#### Raw data:
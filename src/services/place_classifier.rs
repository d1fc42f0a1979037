use crate::models::{place::PlaceRecord, plan::SlotCategory};

/// Provider type tags that mark a place as somewhere to eat or drink.
pub const FOOD_TYPE_TAGS: [&str; 3] = ["restaurant", "cafe", "bar"];

/// Food if any type tag is a food tag, otherwise Activity.
pub fn classify(place: &PlaceRecord) -> SlotCategory {
    let is_food = place
        .type_tags()
        .iter()
        .any(|tag| FOOD_TYPE_TAGS.contains(&tag.as_str()));

    if is_food {
        SlotCategory::Food
    } else {
        SlotCategory::Activity
    }
}
pub mod category_mapping;
pub mod place_classifier;
pub mod places_search_service;
pub mod plan_generation_service;
pub mod plan_service;
pub mod plan_store;
pub mod time_frame_templates;
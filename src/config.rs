use secrecy::SecretString;
use std::{env, time::Duration};

use crate::errors::PlanError;

const HOST: &str = "0.0.0.0";
const PORT: u16 = 8080;
const DATABASE: &str = "Planago";
const PLACES_BASE_URL: &str = "https://places.googleapis.com";
const PLACES_TIMEOUT_SECS: u64 = 10;

#[derive(Debug, Clone)]
pub struct PlacesConfig {
    pub api_key: SecretString,
    pub base_url: String,
    pub timeout: Duration,
}

#[derive(Debug, Clone)]
pub struct AppConfig {
    pub host: String,
    pub port: u16,
    pub mongo_uri: SecretString,
    pub database: String,
    /// Shared secret used to verify tokens issued by the auth provider.
    pub jwt_secret: SecretString,
    pub places: PlacesConfig,
}

impl AppConfig {
    pub fn from_env() -> Result<Self, PlanError> {
        Self::from_lookup(|key| env::var(key).ok())
    }

    /// Builds the config from any key lookup, falling back to defaults for
    /// optional settings.
    pub fn from_lookup<F>(lookup: F) -> Result<Self, PlanError>
    where
        F: Fn(&str) -> Option<String>,
    {
        let required = |key: &str| {
            lookup(key)
                .filter(|value| !value.trim().is_empty())
                .ok_or_else(|| PlanError::Config(format!("{} must be set", key)))
        };

        let port = match lookup("PORT") {
            Some(raw) => raw.parse().unwrap_or_else(|_| {
                log::warn!("Invalid PORT '{}', using {}", raw, PORT);
                PORT
            }),
            None => PORT,
        };

        let timeout_secs = lookup("PLACES_TIMEOUT_SECS")
            .and_then(|raw| raw.parse().ok())
            .unwrap_or(PLACES_TIMEOUT_SECS);

        Ok(Self {
            host: lookup("HOST").unwrap_or_else(|| HOST.to_string()),
            port,
            mongo_uri: required("MONGODB_URI")?.into(),
            database: lookup("MONGODB_DATABASE").unwrap_or_else(|| DATABASE.to_string()),
            jwt_secret: required("JWT_SECRET")?.into(),
            places: PlacesConfig {
                api_key: required("GOOGLE_PLACES_API_KEY")?.into(),
                base_url: lookup("GOOGLE_PLACES_BASE_URL")
                    .map(|url| url.trim_end_matches('/').to_string())
                    .unwrap_or_else(|| PLACES_BASE_URL.to_string()),
                timeout: Duration::from_secs(timeout_secs),
            },
        })
    }
}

#### To do:
All of the data must be returned exactly.

#### Answer below:
filename src/services/place_classifier.rs
repository d1fc42f0a1979037
use crate::models::{place::PlaceRecord, plan::SlotCategory};

/// Provider type tags that mark a place as somewhere to eat or drink.
pub const FOOD_TYPE_TAGS: [&str; 3] = ["restaurant", "cafe", "bar"];

/// Food if any type tag is a food tag, otherwise Activity.
pub fn classify(place: &PlaceRecord) -> SlotCategory {
    let is_food = place
        .type_tags()
        .iter()
        .any(|tag| FOOD_TYPE_TAGS.contains(&tag.as_str()));

    if is_food {
        SlotCategory::Food
    } else {
        SlotCategory::Activity
    }
}
pub mod category_mapping;
pub mod place_classifier;
pub mod places_search_service;
pub mod plan_generation_service;
pub mod plan_service;
pub mod plan_store;
pub mod time_frame_templates;
filename src/config.rs
use secrecy::SecretString;
use std::{env, time::Duration};

use crate::errors::PlanError;

const HOST: &str = "0.0.0.0";
const PORT: u16 = 8080;
const DATABASE: &str = "Planago";
const PLACES_BASE_URL: &str = "https://places.googleapis.com";
const PLACES_TIMEOUT_SECS: u64 = 10;

#[derive(Debug, Clone)]
pub struct PlacesConfig {
    pub api_key: SecretString,
    pub base_url: String,
    pub timeout: Duration,
}

#[derive(Debug, Clone)]
pub struct AppConfig {
    pub host: String,
    pub port: u16,
    pub mongo_uri: SecretString,
    pub database: String,
    /// Shared secret used to verify tokens issued by the auth provider.
    pub jwt_secret: SecretString,
    pub places: PlacesConfig,
}

impl AppConfig {
    pub fn from_env() -> Result<Self, PlanError> {
        Self::from_lookup(|key| env::var(key).ok())
    }

    /// Builds the config from any key lookup, falling back to defaults for
    /// optional settings.
    pub fn from_lookup<F>(lookup: F) -> Result<Self, PlanError>
    where
        F: Fn(&str) -> Option<String>,
    {
        let required = |key: &str| {
            lookup(key)
                .filter(|value| !value.trim().is_empty())
                .ok_or_else(|| PlanError::Config(format!("{} must be set", key)))
        };

        let port = match lookup("PORT") {
            Some(raw) => raw.parse().unwrap_or_else(|_| {
                log::warn!("Invalid PORT '{}', using {}", raw, PORT);
                PORT
            }),
            None => PORT,
        };

        let timeout_secs = lookup("PLACES_TIMEOUT_SECS")
            .and_then(|raw| raw.parse().ok())
            .unwrap_or(PLACES_TIMEOUT_SECS);

        Ok(Self {
            host: lookup("HOST").unwrap_or_else(|| HOST.to_string()),
            port,
            mongo_uri: required("MONGODB_URI")?.into(),
            database: lookup("MONGODB_DATABASE").unwrap_or_else(|| DATABASE.to_string()),
            jwt_secret: required("JWT_SECRET")?.into(),
            places: PlacesConfig {
                api_key: required("GOOGLE_PLACES_API_KEY")?.into(),
                base_url: lookup("GOOGLE_PLACES_BASE_URL")
                    .map(|url| url.trim_end_matches('/').to_string())
                    .unwrap_or_else(|| PLACES_BASE_URL.to_string()),
                timeout: Duration::from_secs(timeout_secs),
            },
        })
    }
}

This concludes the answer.